If Apple were serious about making phones for business, it would boost their battery life

 

The one feature that every businessperson now craves is precisely the one that they aren’t going to get, writes Ben Walker

Anyone remember the Nokia 5110? If you are under 30, you have probably only seen this plastic relic in your local science museum. But it was a classic that played its part in changing the world (the cellphone is arguably the most revolutionary popular technology of our times). And its battery lasted for what, by today’s standards, seems like forever.

The iPhone 6s launches in September, but this leaked video shows that it will look much like the last one.

There will be some new toys, we are told. We can expect an even better camera (although the camera on the existing iPhone 6 is already comfortably superb) and Force Touch technology, which some super-users will love but most mere mortals probably won’t get too excited about.

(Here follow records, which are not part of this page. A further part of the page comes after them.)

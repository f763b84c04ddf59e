use anchor_lang::prelude::*;
use upkeep_registry::state::RegistryState;

use crate::{error::RegistrarError, registry_adapter::RegistryAdapter, state::Config};

/// Registry accounts touched when an upkeep is admitted. Required on every
/// path that may admit, even when the request ends up queued.
#[derive(Accounts)]
pub struct RegistryAccounts<'info> {
    /// CHECK: compared against `config.registry` before use
    #[account(executable)]
    pub registry_program: UncheckedAccount<'info>,

    /// CHECK: PDA of the registry program, deserialized by the registry
    #[account(
        mut,
        seeds = [RegistryState::PREFIX_SEED],
        bump,
        seeds::program = registry_program.key(),
    )]
    pub registry_state: UncheckedAccount<'info>,

    /// CHECK: token vault PDA of the registry program
    #[account(
        mut,
        seeds = [RegistryState::VAULT_SEED],
        bump,
        seeds::program = registry_program.key(),
    )]
    pub registry_vault: UncheckedAccount<'info>,

    /// CHECK: created by the registry under the next upkeep id
    #[account(mut)]
    pub upkeep: UncheckedAccount<'info>,
}

impl<'info> RegistryAccounts<'info> {
    pub fn adapter(
        &self,
        config: &Config,
        payer: AccountInfo<'info>,
        system_program: AccountInfo<'info>,
    ) -> Result<RegistryAdapter<'info>> {
        require_keys_eq!(
            self.registry_program.key(),
            config.registry,
            RegistrarError::InvalidRegistry
        );
        Ok(RegistryAdapter {
            registry_program: self.registry_program.to_account_info(),
            registry_state: self.registry_state.to_account_info(),
            registry_vault: self.registry_vault.to_account_info(),
            upkeep: self.upkeep.to_account_info(),
            payer,
            system_program,
        })
    }
}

The trouble Apple and other smartphone manufacturers have is that they have become victims of a sort of tech-development version of the Law of Diminishing Returns. After the giant leaps forward in cellphone technology (colour screens, cameras, touch screens, hi-res displays, video calling, GPS and so on) there is very little left that consumers actually want, or that is even possible while still being able to fit the unit in your pocket. 

When the British consumer group Which? asked the public what it wanted most in the next generations of phones, the answer came loud and clear: “we want the batteries to stop dying on us.”

Yet when the same organization tested today’s smartphones against older smartphone models, it found that battery lives were actually getting worse. It stands to reason: more gadgetry, more power demand, less battery life. But few of us care much about the hypothetical functionality of geofencing our diary reminders when we are trying to navigate our way through an unfamiliar city to an important client meeting and our phone dies on us.

Apple head designer Jonny Ive isn’t much bothered about battery life, arguing that consumers asked for all these extras, got them, and a reduced battery life is the price they have to pay.

I’m not so sure Apple is really listening to the business world. Certainly, when I’m late for a meeting and need to make a quick call, I’d sometimes give anything for my old 5110, rather than my iPhone – shiny, feature-packed, but entirely drained of battery – languishing powerless and redundant in my pocket.